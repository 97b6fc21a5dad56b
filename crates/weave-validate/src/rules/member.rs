use weave_definitions::{MemberDefinition, Participant, TargetClassDefinition};

use crate::rule::{Rule, RuleSet};

pub fn member_rules() -> RuleSet {
    RuleSet::new("member")
        .with_rule(Rule::member("member.resolution", |_, member, log| {
            for problem in &member.problems {
                log.error(problem.to_string());
            }
        }))
        .with_rule(Rule::member("member.overridable", |definition, member, log| {
            if !member.is_overridden() || member.is_overridable() {
                return;
            }
            let reason = if member.is_final { "final" } else { "not virtual" };
            log.error(format!("overridden by {} but {}", overriders(definition, member), reason));
        }))
        .with_rule(Rule::member("member.override-visibility", |_, member, log| {
            if member.is_override() && !member.visibility.is_subclass_accessible() {
                log.error(format!(
                    "an overriding member must be at least protected to be reachable, found {}",
                    member.visibility
                ));
            }
        }))
        .with_rule(Rule::member("member.override-cycle", |definition, member, log| {
            if let Some(cycle) = override_cycle(definition, member) {
                log.error(format!("override cycle: {}", cycle.join(" -> ")));
            }
        }))
        .with_rule(Rule::member("member.abstract-target", |_, member, log| {
            if member.owner == Participant::Target && member.is_abstract && !member.is_overridden() {
                log.error("abstract target member not overridden by any mixin");
            }
        }))
        .with_rule(Rule::member("member.abstract-mixin", |_, member, log| {
            if matches!(member.owner, Participant::Mixin(_)) && member.is_abstract && !member.is_overridden() {
                log.error("abstract mixin member not overridden by the target class");
            }
        }))
        .with_rule(Rule::member("member.mixin-base", |definition, member, log| {
            let Participant::Mixin(mixin) = member.owner else {
                return;
            };
            if member.is_overridden() && !definition.mixin(mixin).has_mixin_base {
                log.error("members of a mixin without the generic mixin base cannot be overridden");
            }
        }))
}

fn overriders(definition: &TargetClassDefinition, member: &MemberDefinition) -> String {
    member
        .overridden_by
        .iter()
        .map(|id| format!("`{}`", definition.member_path(*id)))
        .collect::<Vec<_>>()
        .join(", ")
}

/// Follows `base` links from `member`; returns the path if it leads back.
fn override_cycle(definition: &TargetClassDefinition, member: &MemberDefinition) -> Option<Vec<String>> {
    let mut path = vec![definition.member_path(member.id)];
    let mut current = member.base;
    for _ in 0..definition.members.len() {
        let next = current?;
        path.push(definition.member_path(next));
        if next == member.id {
            return Some(path);
        }
        current = definition.member(next).base;
    }
    None
}
use weave_catalog::{InMemoryCatalog, TypeInfo};

pub fn catalog() -> InMemoryCatalog {
    InMemoryCatalog::from_types([
        TypeInfo::interface("App.IAudit"),
        TypeInfo::interface("App.IPrice"),
        TypeInfo::class("App.EntityBase"),
        TypeInfo::class("App.Order").with_base("App.EntityBase"),
        TypeInfo::class("App.SpecialOrder").with_base("App.Order"),
        TypeInfo::class("App.Widget"),
        TypeInfo::mixin("App.AuditMixin", ["App.EntityBase"], Vec::<&str>::new()).with_interface("App.IAudit"),
        TypeInfo::mixin("App.CacheMixin", Vec::<&str>::new(), Vec::<&str>::new()),
        TypeInfo::mixin("App.TraceMixin", Vec::<&str>::new(), Vec::<&str>::new()),
    ])
    .unwrap()
}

......

## WHAT TO PRODUCE
Filter the records for the string "members" and copy every line that holds it.

## WRITTEN RESPONSE
                log.error("members of a mixin without the generic mixin base cannot be overridden");
    for _ in 0..definition.members.len() {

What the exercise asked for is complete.